**Exercise prompt:** Return the lines of the data below in which the string "driver" occurs.

(Saved data entries)
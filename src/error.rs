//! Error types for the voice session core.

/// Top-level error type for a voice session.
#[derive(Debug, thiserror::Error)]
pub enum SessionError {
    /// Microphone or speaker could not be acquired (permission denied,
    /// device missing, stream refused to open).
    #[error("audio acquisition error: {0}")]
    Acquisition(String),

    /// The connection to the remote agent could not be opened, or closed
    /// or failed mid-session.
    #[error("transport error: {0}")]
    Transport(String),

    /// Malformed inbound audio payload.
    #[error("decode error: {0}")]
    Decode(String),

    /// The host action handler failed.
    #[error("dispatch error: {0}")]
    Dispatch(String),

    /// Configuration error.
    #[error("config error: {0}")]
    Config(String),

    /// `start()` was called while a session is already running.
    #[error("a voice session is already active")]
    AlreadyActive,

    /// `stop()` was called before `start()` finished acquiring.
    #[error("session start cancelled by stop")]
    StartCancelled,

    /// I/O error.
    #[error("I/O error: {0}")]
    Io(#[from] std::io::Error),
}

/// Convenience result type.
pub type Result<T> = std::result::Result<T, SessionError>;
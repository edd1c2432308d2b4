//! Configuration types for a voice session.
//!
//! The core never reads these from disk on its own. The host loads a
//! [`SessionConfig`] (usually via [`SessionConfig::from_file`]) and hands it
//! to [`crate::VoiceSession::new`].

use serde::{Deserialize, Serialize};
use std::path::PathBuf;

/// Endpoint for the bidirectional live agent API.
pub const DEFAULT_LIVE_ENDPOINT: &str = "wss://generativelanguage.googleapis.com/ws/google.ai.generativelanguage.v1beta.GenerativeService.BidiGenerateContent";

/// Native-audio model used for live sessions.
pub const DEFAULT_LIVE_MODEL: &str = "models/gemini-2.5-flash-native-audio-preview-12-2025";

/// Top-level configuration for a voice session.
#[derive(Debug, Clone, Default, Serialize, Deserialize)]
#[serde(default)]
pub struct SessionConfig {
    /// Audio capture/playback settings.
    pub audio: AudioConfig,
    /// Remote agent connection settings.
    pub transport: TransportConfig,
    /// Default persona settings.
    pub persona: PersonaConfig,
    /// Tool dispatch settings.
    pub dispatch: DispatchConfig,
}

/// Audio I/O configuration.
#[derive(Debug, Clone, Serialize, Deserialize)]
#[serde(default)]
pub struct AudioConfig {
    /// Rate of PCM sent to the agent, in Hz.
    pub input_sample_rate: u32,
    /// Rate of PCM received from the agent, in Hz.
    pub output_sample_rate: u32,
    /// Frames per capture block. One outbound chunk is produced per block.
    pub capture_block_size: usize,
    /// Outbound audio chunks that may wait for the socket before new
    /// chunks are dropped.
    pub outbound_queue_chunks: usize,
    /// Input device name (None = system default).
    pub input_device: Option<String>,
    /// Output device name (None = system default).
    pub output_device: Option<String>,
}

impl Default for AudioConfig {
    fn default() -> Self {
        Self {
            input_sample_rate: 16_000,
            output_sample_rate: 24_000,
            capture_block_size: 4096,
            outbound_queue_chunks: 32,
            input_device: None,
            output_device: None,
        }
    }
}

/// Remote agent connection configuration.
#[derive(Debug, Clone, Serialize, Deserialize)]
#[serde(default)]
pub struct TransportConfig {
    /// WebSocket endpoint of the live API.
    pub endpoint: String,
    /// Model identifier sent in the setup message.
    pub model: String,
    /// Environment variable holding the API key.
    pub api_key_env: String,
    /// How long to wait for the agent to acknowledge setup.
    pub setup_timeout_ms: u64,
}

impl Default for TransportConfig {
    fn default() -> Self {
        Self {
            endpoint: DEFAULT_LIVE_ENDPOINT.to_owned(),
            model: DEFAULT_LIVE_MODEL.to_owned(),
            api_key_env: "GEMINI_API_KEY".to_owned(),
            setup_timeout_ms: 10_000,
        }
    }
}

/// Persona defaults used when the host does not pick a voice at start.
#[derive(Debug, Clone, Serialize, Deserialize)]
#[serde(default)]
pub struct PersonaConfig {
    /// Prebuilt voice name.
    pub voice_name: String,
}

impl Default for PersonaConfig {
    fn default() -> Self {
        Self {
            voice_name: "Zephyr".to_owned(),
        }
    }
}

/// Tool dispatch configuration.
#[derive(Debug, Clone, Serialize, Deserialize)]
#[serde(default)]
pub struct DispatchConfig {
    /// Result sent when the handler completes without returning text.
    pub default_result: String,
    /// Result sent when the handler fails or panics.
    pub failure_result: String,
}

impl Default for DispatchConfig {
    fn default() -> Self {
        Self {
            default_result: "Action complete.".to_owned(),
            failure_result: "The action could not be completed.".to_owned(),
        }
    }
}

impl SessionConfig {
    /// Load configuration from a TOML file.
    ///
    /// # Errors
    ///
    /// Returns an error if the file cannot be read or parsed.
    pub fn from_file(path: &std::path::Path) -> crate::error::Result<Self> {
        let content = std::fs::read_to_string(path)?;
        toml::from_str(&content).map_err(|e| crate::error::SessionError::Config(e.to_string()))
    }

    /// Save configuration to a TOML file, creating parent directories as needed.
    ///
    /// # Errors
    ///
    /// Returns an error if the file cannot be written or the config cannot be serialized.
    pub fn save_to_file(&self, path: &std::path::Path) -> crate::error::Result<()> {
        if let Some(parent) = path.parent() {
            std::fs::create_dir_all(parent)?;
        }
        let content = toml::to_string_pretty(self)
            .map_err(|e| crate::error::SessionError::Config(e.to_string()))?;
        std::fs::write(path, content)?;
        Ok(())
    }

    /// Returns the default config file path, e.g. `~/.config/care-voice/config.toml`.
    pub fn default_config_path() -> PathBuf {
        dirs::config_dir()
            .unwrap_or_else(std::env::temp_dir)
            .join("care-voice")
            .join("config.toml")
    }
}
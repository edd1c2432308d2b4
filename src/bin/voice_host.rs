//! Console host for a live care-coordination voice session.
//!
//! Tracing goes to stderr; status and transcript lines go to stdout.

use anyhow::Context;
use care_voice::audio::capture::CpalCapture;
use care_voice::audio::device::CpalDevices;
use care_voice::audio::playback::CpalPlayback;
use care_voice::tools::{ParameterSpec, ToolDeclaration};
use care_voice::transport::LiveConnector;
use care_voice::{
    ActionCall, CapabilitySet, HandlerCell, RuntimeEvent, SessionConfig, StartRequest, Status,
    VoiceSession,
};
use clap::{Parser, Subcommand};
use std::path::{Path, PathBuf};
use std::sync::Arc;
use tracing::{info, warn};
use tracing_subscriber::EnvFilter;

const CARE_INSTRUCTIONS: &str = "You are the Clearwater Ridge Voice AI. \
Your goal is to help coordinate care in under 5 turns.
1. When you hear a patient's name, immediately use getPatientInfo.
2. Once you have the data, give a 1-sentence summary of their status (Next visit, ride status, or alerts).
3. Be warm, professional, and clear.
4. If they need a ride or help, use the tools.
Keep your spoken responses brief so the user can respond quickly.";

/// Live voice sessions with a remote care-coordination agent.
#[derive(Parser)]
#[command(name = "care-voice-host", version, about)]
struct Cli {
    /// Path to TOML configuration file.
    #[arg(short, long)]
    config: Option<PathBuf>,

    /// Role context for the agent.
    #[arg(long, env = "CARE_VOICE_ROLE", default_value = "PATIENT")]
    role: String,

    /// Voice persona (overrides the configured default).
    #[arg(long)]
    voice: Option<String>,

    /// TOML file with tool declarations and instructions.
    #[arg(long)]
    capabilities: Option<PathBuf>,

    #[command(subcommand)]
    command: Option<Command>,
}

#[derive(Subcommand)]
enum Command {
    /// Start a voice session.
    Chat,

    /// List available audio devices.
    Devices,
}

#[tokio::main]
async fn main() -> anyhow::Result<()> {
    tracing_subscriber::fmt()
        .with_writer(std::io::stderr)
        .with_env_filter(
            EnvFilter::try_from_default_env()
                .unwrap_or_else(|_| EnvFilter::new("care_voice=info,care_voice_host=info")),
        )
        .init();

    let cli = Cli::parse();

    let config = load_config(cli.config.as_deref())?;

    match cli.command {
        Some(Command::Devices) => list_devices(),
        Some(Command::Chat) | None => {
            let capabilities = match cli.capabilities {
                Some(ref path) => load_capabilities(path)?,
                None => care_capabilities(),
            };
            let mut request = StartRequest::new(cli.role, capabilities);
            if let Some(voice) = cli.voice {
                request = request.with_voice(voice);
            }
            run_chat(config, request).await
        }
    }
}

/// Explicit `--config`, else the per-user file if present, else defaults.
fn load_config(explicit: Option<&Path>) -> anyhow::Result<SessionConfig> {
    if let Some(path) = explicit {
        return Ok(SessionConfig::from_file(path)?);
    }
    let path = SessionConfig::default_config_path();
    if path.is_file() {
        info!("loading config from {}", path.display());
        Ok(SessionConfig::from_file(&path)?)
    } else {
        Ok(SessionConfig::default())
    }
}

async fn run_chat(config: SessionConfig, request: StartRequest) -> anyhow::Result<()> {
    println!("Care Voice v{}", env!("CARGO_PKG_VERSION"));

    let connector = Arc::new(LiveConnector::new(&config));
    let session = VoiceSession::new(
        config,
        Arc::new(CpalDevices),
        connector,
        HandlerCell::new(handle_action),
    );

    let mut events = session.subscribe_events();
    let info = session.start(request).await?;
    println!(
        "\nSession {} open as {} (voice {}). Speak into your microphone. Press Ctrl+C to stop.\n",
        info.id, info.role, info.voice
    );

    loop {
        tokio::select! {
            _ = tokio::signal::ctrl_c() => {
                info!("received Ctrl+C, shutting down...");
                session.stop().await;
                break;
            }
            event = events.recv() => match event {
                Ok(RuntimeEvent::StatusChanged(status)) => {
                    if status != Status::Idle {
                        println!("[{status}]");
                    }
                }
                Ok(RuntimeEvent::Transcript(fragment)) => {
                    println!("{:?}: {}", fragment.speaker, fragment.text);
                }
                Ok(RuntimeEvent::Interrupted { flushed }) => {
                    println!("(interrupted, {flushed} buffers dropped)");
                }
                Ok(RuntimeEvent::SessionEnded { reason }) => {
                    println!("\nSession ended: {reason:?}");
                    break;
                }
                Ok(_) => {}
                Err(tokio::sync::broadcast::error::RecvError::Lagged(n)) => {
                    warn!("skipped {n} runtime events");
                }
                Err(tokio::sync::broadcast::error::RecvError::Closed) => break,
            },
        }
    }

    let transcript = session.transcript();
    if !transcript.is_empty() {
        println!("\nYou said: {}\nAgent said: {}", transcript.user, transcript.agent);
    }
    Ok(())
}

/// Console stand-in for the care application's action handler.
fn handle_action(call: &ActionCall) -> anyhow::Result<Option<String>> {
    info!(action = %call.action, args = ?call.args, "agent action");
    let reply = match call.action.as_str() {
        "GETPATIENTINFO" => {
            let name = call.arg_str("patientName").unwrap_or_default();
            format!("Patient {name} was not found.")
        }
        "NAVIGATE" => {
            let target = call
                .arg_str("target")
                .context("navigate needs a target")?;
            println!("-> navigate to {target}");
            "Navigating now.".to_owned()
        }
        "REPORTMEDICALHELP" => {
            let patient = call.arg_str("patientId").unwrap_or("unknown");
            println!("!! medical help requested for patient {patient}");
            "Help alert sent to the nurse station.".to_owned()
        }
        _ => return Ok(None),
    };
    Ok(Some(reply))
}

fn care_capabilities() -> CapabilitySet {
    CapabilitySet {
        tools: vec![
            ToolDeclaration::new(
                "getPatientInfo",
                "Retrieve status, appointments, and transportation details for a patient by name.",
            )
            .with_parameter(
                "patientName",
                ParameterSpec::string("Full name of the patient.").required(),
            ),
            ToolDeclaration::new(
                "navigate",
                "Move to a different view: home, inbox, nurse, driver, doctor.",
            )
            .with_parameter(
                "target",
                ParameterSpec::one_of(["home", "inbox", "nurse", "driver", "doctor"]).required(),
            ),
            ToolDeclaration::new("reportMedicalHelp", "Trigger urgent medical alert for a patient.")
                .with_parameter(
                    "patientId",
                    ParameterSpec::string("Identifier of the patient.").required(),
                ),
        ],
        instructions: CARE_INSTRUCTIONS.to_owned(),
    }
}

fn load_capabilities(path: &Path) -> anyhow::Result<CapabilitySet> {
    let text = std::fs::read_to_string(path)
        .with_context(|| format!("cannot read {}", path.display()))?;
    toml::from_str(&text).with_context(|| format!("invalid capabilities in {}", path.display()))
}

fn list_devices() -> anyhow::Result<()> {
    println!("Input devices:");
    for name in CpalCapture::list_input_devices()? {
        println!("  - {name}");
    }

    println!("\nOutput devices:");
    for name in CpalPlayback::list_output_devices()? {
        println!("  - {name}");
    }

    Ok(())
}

**Response to the task:**
                "Move to a different view: home, inbox, nurse, driver, doctor.",
                ParameterSpec::one_of(["home", "inbox", "nurse", "driver", "doctor"]).required(),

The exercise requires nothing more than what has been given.